Several studies have suggested a positive relationship between poor oral health status and atherosclerotic cardiovascular disease [5,6,7]. Poor oral hygiene means a lot of deposits of dental plaques composed of oral microbiome and food debris in the oral cavity. The accumulation of dental plaques causes mild inflammation around teeth, leading to periodontal disease (gum disease) and tooth loss. When the episode of local inflammatory response is repeated, systemic inflammatory response is also triggered, contributing to the development of atherosclerosis, a key underlying process in cardiovascular diseases. [8]

However, it’s essential to note that the relationship between oral health and cardiovascular diseases is complex and multifaceted. The existing body of research in this area has yielded various findings, some supporting this association while others suggesting a more nuanced and intricate relationship. [9,10,11] These controversies could be explained by the fact that oral and cardiovascular diseases share common risk factors, such as advanced age, diabetes, and cigarette smoking. Additionally, the evidence suggesting that periodontal treatment induces a substantial change in cardiovascular risk or outcomes is limited. [12, 13] As a result, this topic remains a subject of ongoing investigation and debate.

Recently, observational studies have proposed that improved oral hygiene care may reduce the risk of future cardiovascular events [14, 15]. Frequent toothbrushing and regular professional cleaning were shown to be related to a reduced cardiovascular risk. However, the association is also subject to the criticism that potential confounding factors might not have been fully assessed or controlled. Individuals with better oral care habits may also have better cardiovascular behaviours. They have a higher socioeconomic status, tend to be non-smokers and physically active, and have a lower prevalence of comorbidities such as hypertension, diabetes, and obesity [15,16,17].

In this study, we aimed at exploring the association between cardiovascular risk and frequency of toothbrushing in the context of traditional risk factors and inflammatory markers, using a nationally representative cross-sectional cohort of the Korean population. We sought to identify potential confounders between toothbrushing and cardiovascular risk, and to estimate the impact of toothbrushing independent of the confounding factors.

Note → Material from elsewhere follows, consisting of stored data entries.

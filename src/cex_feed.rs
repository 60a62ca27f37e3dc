//! cex_feed.rs - Centralized exchange spot tickers
//!
//! One unauthenticated request returns every spot ticker; consumers match
//! symbols client-side by `SYMBOL-USDT` / `SYMBOL-USDC` instrument ids.

use async_trait::async_trait;
use log::{debug, warn};
use rust_decimal::Decimal;
use serde::Deserialize;
use std::collections::HashMap;
use std::sync::atomic::{AtomicUsize, Ordering};
use std::sync::Arc;
use std::time::Duration;

use crate::config::ProviderConfig;
use crate::error::ProviderError;
use crate::http::HttpClient;
use crate::models::CexTicker;
use crate::price_feed::{parse_decimal, parse_envelope, parse_millis, parse_optional_decimal};

pub const SPOT_TICKERS_PATH: &str = "/api/v5/market/tickers";

/// Quote currencies tried, in order, when matching a symbol to a ticker
pub const QUOTE_SUFFIXES: [&str; 2] = ["-USDT", "-USDC"];

#[async_trait]
pub trait TickerSource: Send + Sync {
    fn name(&self) -> &str;

    async fn fetch_tickers(&self) -> Result<Vec<CexTicker>, ProviderError>;
}

/// Find the ticker for `symbol`, preferring the USDT pair
pub fn match_ticker<'a>(symbol: &str, tickers: &'a HashMap<String, CexTicker>) -> Option<&'a CexTicker> {
    let symbol = symbol.to_uppercase();
    QUOTE_SUFFIXES
        .iter()
        .find_map(|suffix| tickers.get(&format!("{}{}", symbol, suffix)))
}

/// Index tickers by instrument id
pub fn index_tickers(tickers: Vec<CexTicker>) -> HashMap<String, CexTicker> {
    tickers
        .into_iter()
        .map(|t| (t.inst_id.to_uppercase(), t))
        .collect()
}

#[derive(Debug, Deserialize)]
#[serde(rename_all = "camelCase")]
struct TickerItem {
    inst_id: String,
    last: String,
    #[serde(default)]
    bid_px: Option<String>,
    #[serde(default)]
    ask_px: Option<String>,
    #[serde(default)]
    vol24h: Option<String>,
    #[serde(default)]
    ts: Option<String>,
}

fn convert_ticker(item: TickerItem) -> Result<CexTicker, ProviderError> {
    let last = parse_decimal("last", &item.last)?;
    if last < Decimal::ZERO {
        return Err(ProviderError::Malformed(format!(
            "negative last price for {}",
            item.inst_id
        )));
    }

    Ok(CexTicker {
        last,
        bid: parse_optional_decimal("bidPx", item.bid_px.as_deref())?,
        ask: parse_optional_decimal("askPx", item.ask_px.as_deref())?,
        volume_24h: parse_optional_decimal("vol24h", item.vol24h.as_deref())?,
        observed_at: parse_millis("ts", item.ts.as_deref())?,
        inst_id: item.inst_id,
    })
}

/// Spot tickers from the exchange's public market API
pub struct ExchangeTickerFeed {
    name: String,
    base_url: String,
    timeout: Duration,
    http: Arc<dyn HttpClient>,
}

impl ExchangeTickerFeed {
    pub fn new(config: &ProviderConfig, http: Arc<dyn HttpClient>) -> Self {
        ExchangeTickerFeed {
            name: config.name.clone(),
            base_url: config.base_url.trim_end_matches('/').to_string(),
            timeout: config.request_timeout,
            http,
        }
    }
}

#[async_trait]
impl TickerSource for ExchangeTickerFeed {
    fn name(&self) -> &str {
        &self.name
    }

    async fn fetch_tickers(&self) -> Result<Vec<CexTicker>, ProviderError> {
        let query = vec![("instType".to_string(), "SPOT".to_string())];
        let response = self
            .http
            .get(&self.base_url, SPOT_TICKERS_PATH, &query, self.timeout)
            .await?
            .into_success()?;

        let items: Vec<TickerItem> = parse_envelope(&response.body)?;
        let total = items.len();
        let mut tickers = Vec::with_capacity(total);
        for item in items {
            let inst_id = item.inst_id.clone();
            match convert_ticker(item) {
                Ok(ticker) => tickers.push(ticker),
                Err(err) => debug!("{}: skipping ticker {}: {}", self.name, inst_id, err),
            }
        }

        // One bad instrument is skipped; a payload with nothing usable is not a ticker set.
        if tickers.is_empty() && total > 0 {
            return Err(ProviderError::Malformed(format!(
                "none of {} tickers could be parsed",
                total
            )));
        }
        if tickers.len() < total {
            warn!(
                "{}: skipped {}/{} unparseable tickers",
                self.name,
                total - tickers.len(),
                total
            );
        }
        Ok(tickers)
    }
}

/// Fixed ticker set for tests and demo runs
pub struct MockTickerFeed {
    name: String,
    tickers: Vec<CexTicker>,
    failure: Option<ProviderError>,
    latency: Duration,
    calls: AtomicUsize,
}

impl MockTickerFeed {
    pub fn new(name: &str) -> Self {
        MockTickerFeed {
            name: name.to_string(),
            tickers: Vec::new(),
            failure: None,
            latency: Duration::ZERO,
            calls: AtomicUsize::new(0),
        }
    }

    /// Tickers sitting a little off the demo on-chain market
    pub fn demo() -> Self {
        [
            ("ETH-USDT", Decimal::new(340910, 2), Decimal::new(182345, 1)),
            ("BTC-USDT", Decimal::new(6419500, 2), Decimal::new(91234, 1)),
            ("LINK-USDT", Decimal::new(1437, 2), Decimal::new(2103450, 1)),
            ("UNI-USDC", Decimal::new(1072, 2), Decimal::new(534120, 1)),
            ("AAVE-USDT", Decimal::new(15238, 2), Decimal::new(45210, 1)),
            ("PEPE-USDT", Decimal::new(1061, 8), Decimal::new(9_120_000_000_000, 1)),
            ("SOL-USDT", Decimal::new(14850, 2), Decimal::new(2874120, 1)),
            ("JUP-USDT", Decimal::new(8891, 4), Decimal::new(12003400, 1)),
            ("BNB-USDT", Decimal::new(57790, 2), Decimal::new(301220, 1)),
            ("CAKE-USDT", Decimal::new(2068, 3), Decimal::new(1892000, 1)),
        ]
        .into_iter()
        .fold(MockTickerFeed::new("mock-cex"), |feed, (inst, last, volume)| {
            feed.with_ticker(inst, last, Some(volume))
        })
    }

    pub fn with_ticker(mut self, inst_id: &str, last: Decimal, volume_24h: Option<Decimal>) -> Self {
        self.tickers.push(CexTicker {
            inst_id: inst_id.to_string(),
            last,
            bid: None,
            ask: None,
            volume_24h,
            observed_at: chrono::Utc::now(),
        });
        self
    }

    pub fn failing(mut self, err: ProviderError) -> Self {
        self.failure = Some(err);
        self
    }

    pub fn with_latency(mut self, latency: Duration) -> Self {
        self.latency = latency;
        self
    }

    pub fn calls(&self) -> usize {
        self.calls.load(Ordering::SeqCst)
    }
}

#[async_trait]
impl TickerSource for MockTickerFeed {
    fn name(&self) -> &str {
        &self.name
    }

    async fn fetch_tickers(&self) -> Result<Vec<CexTicker>, ProviderError> {
        self.calls.fetch_add(1, Ordering::SeqCst);
        if !self.latency.is_zero() {
            tokio::time::sleep(self.latency).await;
        }
        match &self.failure {
            Some(err) => Err(err.clone()),
            None => Ok(self.tickers.clone()),
        }
    }
}

#[cfg(test)]
mod tests {
    use super::*;
    use crate::http::HttpResponse;
    use rust_decimal_macros::dec;

    struct StaticHttp(HttpResponse);

    #[async_trait]
    impl HttpClient for StaticHttp {
        async fn get(
            &self,
            _base_url: &str,
            path: &str,
            query: &[(String, String)],
            _deadline: Duration,
        ) -> Result<HttpResponse, ProviderError> {
            assert_eq!(path, SPOT_TICKERS_PATH);
            assert_eq!(query, &[("instType".to_string(), "SPOT".to_string())]);
            Ok(self.0.clone())
        }

        async fn post_json(
            &self,
            _base_url: &str,
            _path: &str,
            _body: &serde_json::Value,
            _deadline: Duration,
        ) -> Result<HttpResponse, ProviderError> {
            Err(ProviderError::HttpStatus { status: 405 })
        }
    }

    fn feed(body: &str) -> ExchangeTickerFeed {
        let config = crate::config::EngineConfig::default();
        ExchangeTickerFeed::new(&config.cex, Arc::new(StaticHttp(HttpResponse::ok(body))))
    }

    #[tokio::test]
    async fn test_parses_spot_tickers() {
        let body = r#"{"code":"0","msg":"","data":[
            {"instType":"SPOT","instId":"SOL-USDT","last":"148.5","lastSz":"1","askPx":"148.51","bidPx":"148.49",
             "open24h":"150","high24h":"152","low24h":"147","volCcy24h":"1","vol24h":"2874120.5","ts":"1718000000000"},
            {"instType":"SPOT","instId":"DUST-USDT","last":"0.0001","askPx":"","bidPx":""}
        ]}"#;

        let tickers = feed(body).fetch_tickers().await.unwrap();
        assert_eq!(tickers.len(), 2);
        assert_eq!(tickers[0].last, dec!(148.5));
        assert_eq!(tickers[0].bid, Some(dec!(148.49)));
        assert_eq!(tickers[0].volume_24h, Some(dec!(2874120.5)));
        assert_eq!(tickers[1].ask, None);
    }

    #[tokio::test]
    async fn test_rejects_payload_without_usable_tickers() {
        for body in [
            r#"{"code":"0","msg":"","data":[{"instId":"SOL-USDT","last":"n/a"}]}"#,
            r#"{"code":"0","msg":"","data":[{"instId":"SOL-USDT"}]}"#,
            r#"{"code":"0","msg":""}"#,
        ] {
            let err = feed(body).fetch_tickers().await.unwrap_err();
            assert!(matches!(err, ProviderError::Malformed(_)), "{}: {:?}", body, err);
        }
    }

    #[tokio::test]
    async fn test_skips_unparseable_ticker_and_keeps_the_rest() {
        let body = r#"{"code":"0","msg":"","data":[
            {"instId":"SOL-USDT","last":"148.5"},
            {"instId":"NEWCOIN-USDT","last":""},
            {"instId":"ETH-USDT","last":"3400","bidPx":"oops"}
        ]}"#;

        let tickers = feed(body).fetch_tickers().await.unwrap();
        assert_eq!(tickers.len(), 1);
        assert_eq!(tickers[0].inst_id, "SOL-USDT");
        assert_eq!(tickers[0].last, dec!(148.5));
    }

    #[test]
    fn test_match_prefers_usdt_then_usdc() {
        let feed = MockTickerFeed::new("t")
            .with_ticker("ETH-USDC", dec!(2001), None)
            .with_ticker("ETH-USDT", dec!(2000), None)
            .with_ticker("UNI-USDC", dec!(10), None)
            .with_ticker("ARB-BTC", dec!(0.00001), None);
        let index = index_tickers(feed.tickers.clone());

        assert_eq!(match_ticker("eth", &index).map(|t| t.last), Some(dec!(2000)));
        assert_eq!(match_ticker("UNI", &index).map(|t| t.last), Some(dec!(10)));
        assert!(match_ticker("ARB", &index).is_none());
    }
}
//! main.rs - Entry point for the market arbitrage scanner
//!
//! Loads configuration from `ARB_*` environment variables, selects the
//! default chain, then periodically re-prices it and scans the watchlist
//! for cross-venue spreads. Set `ARB_DEMO=true` to run offline.

use log::{debug, error, info, warn};
use market_arb_engine::{ArbitrageOpportunity, ChainSnapshot, ChainState, EngineConfig, MarketDataService, NAME, VERSION};
use std::sync::Arc;

#[tokio::main]
async fn main() -> anyhow::Result<()> {
    env_logger::Builder::from_env(env_logger::Env::default().default_filter_or("info"))
        .format_timestamp_millis()
        .init();

    println!();
    println!("╔══════════════════════════════════════════════════════════╗");
    println!("║     Market Arbitrage Engine v{:<28}║", VERSION);
    println!("║     On-chain aggregator vs centralized exchange          ║");
    println!("╚══════════════════════════════════════════════════════════╝");
    println!();

    info!("Starting {} v{}", NAME, VERSION);

    let config = EngineConfig::from_env()?;
    if config.demo_mode {
        warn!("Demo mode: using in-memory mock feeds");
    }
    info!("  - On-chain source: {} ({})", config.dex.name, config.dex.base_url);
    info!("  - CEX source: {} ({})", config.cex.name, config.cex.base_url);
    info!(
        "  - Min spread: {}% | batch size: {} | priced tokens: {}",
        config.thresholds.min_spread_percent,
        config.batch.max_batch_size,
        config.orchestrator.max_priced_tokens
    );

    let scan_interval = config.scan_interval;
    let default_chain = config.orchestrator.default_chain.clone();
    let service = MarketDataService::from_config(config)?;

    service.subscribe(Arc::new(|state: &ChainState, snapshot: &ChainSnapshot| {
        debug!("Chain state {:?}: {} tokens", state, snapshot.tokens.len());
    }));

    match service.select_chain(&default_chain).await {
        Ok(()) => display_snapshot(&service.snapshot()),
        Err(e) => {
            error!("✗ Initial chain load failed: {}", e);
            warn!("Will retry in the main loop...");
        }
    }

    info!("🔄 Starting scan loop (interval: {:?})...", scan_interval);
    let mut interval = tokio::time::interval(scan_interval);
    let mut scan_count: u64 = 0;

    loop {
        interval.tick().await;
        scan_count += 1;
        info!("📡 Scan #{}", scan_count);

        let chain_result = if service.chain_state().is_ready() {
            service.refresh_chain_prices().await
        } else {
            service.select_chain(&default_chain).await
        };
        if let Err(e) = chain_result {
            error!("✗ Chain refresh failed: {}", e);
        }

        let opportunities = service.get_arbitrage_opportunities(None, Some(10)).await;
        display_opportunities(&opportunities);

        if scan_count % 10 == 0 {
            info!("📈 Stats: {} scans completed", scan_count);
        }
    }
}

fn display_snapshot(snapshot: &ChainSnapshot) {
    let chain = match &snapshot.chain {
        Some(chain) => chain.to_string(),
        None => {
            warn!("No chain loaded");
            return;
        }
    };

    println!();
    println!("┌──────────────────────────────────────────────────────────────┐");
    println!("│ {:<60} │", format!("Tokens on {}", chain));
    println!("├──────────────┬───────────────────────┬───────────────────────┤");
    println!("│ Symbol       │ Price (USD)           │ 24h change (%)        │");
    println!("├──────────────┼───────────────────────┼───────────────────────┤");
    for (token, quote) in snapshot.priced_tokens() {
        let change = quote
            .price_change
            .h24
            .map(|c| c.to_string())
            .unwrap_or_else(|| "-".to_string());
        println!("│ {:12} │ {:>21} │ {:>21} │", token.symbol, quote.price, change);
    }
    println!("└──────────────┴───────────────────────┴───────────────────────┘");
    println!();
    info!(
        "Total tokens: {} (priced: {})",
        snapshot.tokens.len(),
        snapshot.prices.len()
    );
}

fn display_opportunities(opportunities: &[ArbitrageOpportunity]) {
    if opportunities.is_empty() {
        info!("No spreads above threshold this scan");
        return;
    }

    for opp in opportunities {
        info!("💡 {} | buy on {:?}", opp, opp.buy_venue());
    }
    info!("🎯 {} opportunities detected", opportunities.len());
}
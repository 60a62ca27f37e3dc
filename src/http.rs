//! http.rs - Injected network client abstraction
//!
//! Provider adapters only depend on `HttpClient`: GET/POST with a deadline,
//! returning status and body. Authentication headers come from an injected
//! `RequestSigner`; the engine never knows how requests are signed.

use async_trait::async_trait;
use log::debug;
use reqwest::Client;
use std::sync::Arc;
use std::time::Duration;

use crate::error::ProviderError;

/// Raw provider response
#[derive(Debug, Clone, PartialEq, Eq)]
pub struct HttpResponse {
    pub status: u16,
    pub body: String,
}

impl HttpResponse {
    pub fn ok(body: &str) -> Self {
        HttpResponse {
            status: 200,
            body: body.to_string(),
        }
    }

    /// Pass 2xx responses through, map everything else onto the error taxonomy
    pub fn into_success(self) -> Result<Self, ProviderError> {
        match self.status {
            200..=299 => Ok(self),
            429 => Err(ProviderError::RateLimited),
            401 | 403 => Err(ProviderError::Auth(format!("HTTP {}", self.status))),
            500..=599 => Err(ProviderError::Server {
                status: self.status,
            }),
            status => Err(ProviderError::HttpStatus { status }),
        }
    }
}

#[async_trait]
pub trait HttpClient: Send + Sync {
    /// `path` is appended to `base_url`; `query` is encoded by the client.
    async fn get(
        &self,
        base_url: &str,
        path: &str,
        query: &[(String, String)],
        deadline: Duration,
    ) -> Result<HttpResponse, ProviderError>;

    async fn post_json(
        &self,
        base_url: &str,
        path: &str,
        body: &serde_json::Value,
        deadline: Duration,
    ) -> Result<HttpResponse, ProviderError>;
}

/// Produces authentication headers for one request
pub trait RequestSigner: Send + Sync {
    /// `request_path` includes the query string; `body` is empty for GET.
    fn sign(&self, method: &str, request_path: &str, body: &str) -> Vec<(String, String)>;
}

/// For unauthenticated public endpoints
#[derive(Debug, Clone, Default)]
pub struct NoSigning;

impl RequestSigner for NoSigning {
    fn sign(&self, _method: &str, _request_path: &str, _body: &str) -> Vec<(String, String)> {
        Vec::new()
    }
}

/// Static API key and passphrase headers
#[derive(Debug, Clone)]
pub struct ApiKeyHeaders {
    api_key: String,
    passphrase: String,
}

impl ApiKeyHeaders {
    pub fn new(api_key: &str, passphrase: &str) -> Self {
        ApiKeyHeaders {
            api_key: api_key.to_string(),
            passphrase: passphrase.to_string(),
        }
    }
}

impl RequestSigner for ApiKeyHeaders {
    fn sign(&self, _method: &str, _request_path: &str, _body: &str) -> Vec<(String, String)> {
        vec![
            ("OK-ACCESS-KEY".to_string(), self.api_key.clone()),
            ("OK-ACCESS-PASSPHRASE".to_string(), self.passphrase.clone()),
            (
                "OK-ACCESS-TIMESTAMP".to_string(),
                chrono::Utc::now().format("%Y-%m-%dT%H:%M:%S%.3fZ").to_string(),
            ),
        ]
    }
}

/// `HttpClient` over reqwest
#[derive(Clone)]
pub struct ReqwestHttpClient {
    client: Client,
    signer: Arc<dyn RequestSigner>,
}

impl ReqwestHttpClient {
    pub fn new(signer: Arc<dyn RequestSigner>) -> Result<Self, ProviderError> {
        let client = Client::builder()
            .user_agent(concat!(env!("CARGO_PKG_NAME"), "/", env!("CARGO_PKG_VERSION")))
            .build()
            .map_err(|e| ProviderError::Network(e.to_string()))?;

        Ok(ReqwestHttpClient { client, signer })
    }

    pub fn unauthenticated() -> Result<Self, ProviderError> {
        Self::new(Arc::new(NoSigning))
    }

    async fn read(response: reqwest::Response) -> Result<HttpResponse, ProviderError> {
        let status = response.status().as_u16();
        let body = response.text().await.map_err(map_reqwest_error)?;
        Ok(HttpResponse { status, body })
    }
}

fn map_reqwest_error(err: reqwest::Error) -> ProviderError {
    if err.is_timeout() {
        ProviderError::Timeout
    } else if err.is_decode() {
        ProviderError::Malformed(err.to_string())
    } else {
        ProviderError::Network(err.to_string())
    }
}

fn encode_query(query: &[(String, String)]) -> String {
    query
        .iter()
        .map(|(k, v)| format!("{}={}", k, v))
        .collect::<Vec<_>>()
        .join("&")
}

#[async_trait]
impl HttpClient for ReqwestHttpClient {
    async fn get(
        &self,
        base_url: &str,
        path: &str,
        query: &[(String, String)],
        deadline: Duration,
    ) -> Result<HttpResponse, ProviderError> {
        let request_path = if query.is_empty() {
            path.to_string()
        } else {
            format!("{}?{}", path, encode_query(query))
        };
        debug!("GET {}{}", base_url, request_path);

        let mut request = self
            .client
            .get(format!("{}{}", base_url, path))
            .query(query)
            .timeout(deadline);
        for (name, value) in self.signer.sign("GET", &request_path, "") {
            request = request.header(name, value);
        }

        let response = request.send().await.map_err(map_reqwest_error)?;
        Self::read(response).await
    }

    async fn post_json(
        &self,
        base_url: &str,
        path: &str,
        body: &serde_json::Value,
        deadline: Duration,
    ) -> Result<HttpResponse, ProviderError> {
        let payload = body.to_string();
        debug!("POST {}{} ({} bytes)", base_url, path, payload.len());

        let mut request = self
            .client
            .post(format!("{}{}", base_url, path))
            .header("Content-Type", "application/json")
            .body(payload.clone())
            .timeout(deadline);
        for (name, value) in self.signer.sign("POST", path, &payload) {
            request = request.header(name, value);
        }

        let response = request.send().await.map_err(map_reqwest_error)?;
        Self::read(response).await
    }
}

#[cfg(test)]
mod tests {
    use super::*;

    fn status(code: u16) -> Result<HttpResponse, ProviderError> {
        HttpResponse {
            status: code,
            body: String::new(),
        }
        .into_success()
    }

    #[test]
    fn test_status_classification() {
        assert!(status(200).is_ok());
        assert_eq!(status(429), Err(ProviderError::RateLimited));
        assert_eq!(status(503), Err(ProviderError::Server { status: 503 }));
        assert!(matches!(status(401), Err(ProviderError::Auth(_))));
        assert!(matches!(status(403), Err(ProviderError::Auth(_))));
        assert_eq!(status(404), Err(ProviderError::HttpStatus { status: 404 }));
    }

    #[test]
    fn test_api_key_headers() {
        let headers = ApiKeyHeaders::new("key", "phrase").sign("GET", "/api", "");
        let names: Vec<_> = headers.iter().map(|(n, _)| n.as_str()).collect();
        assert_eq!(
            names,
            vec!["OK-ACCESS-KEY", "OK-ACCESS-PASSPHRASE", "OK-ACCESS-TIMESTAMP"]
        );
        assert_eq!(headers[0].1, "key");
        assert!(NoSigning.sign("GET", "/api", "").is_empty());
    }

    #[test]
    fn test_encode_query() {
        let query = vec![
            ("instType".to_string(), "SPOT".to_string()),
            ("limit".to_string(), "5".to_string()),
        ];
        assert_eq!(encode_query(&query), "instType=SPOT&limit=5");
    }
}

Study design, population and cohort

This was a cross-sectional study using data from the Korean National Health and Nutritional Examination Survey (KNHANES), a nationwide survey, conducted from 2015 to 2017. Of the 23,657 participants, individuals less than 30 years, pregnant women, those who had a history of coronary heart disease or stroke, and those with missing data were excluded (Fig. 1). Thus, data of a total of 13,761 participants were analyzed in the study. Information on the participants’ demographic characteristics, socioeconomic status, health-related behaviours, healthcare utilization, biochemical and clinical profiles for non-communicable diseases, and dietary intakes are included in the KNHANES [18]. This study conformed to the principles outlined in the Declaration of Helsinki and guidelines of Strengthening the Reporting of Observational Studies in Epidemiology (STROBE). This study was approved by the Institutional Review Board (IRB) of Seoul National University Bundang Hospital (X-1910-572-902), and the requirement for informed consent was waived because of the retrospective nature of the study and minimal expected risk to the participants.

Fig. 1
figure 1

Description of the study population

Definition and measurements in KNHANES data

Participants were asked to report on their subjective health behaviours using self-report questionnaires (11). The frequency of toothbrushing in a day was considered the primary independent variable. The survey participants were divided into three groups: ≥3 times/day, 2 times/day, and 0−1 times/day. Data on health-related lifestyle behaviours such as smoking status, the consumption of alcohol, and regular leisure-time physical activity were also collected.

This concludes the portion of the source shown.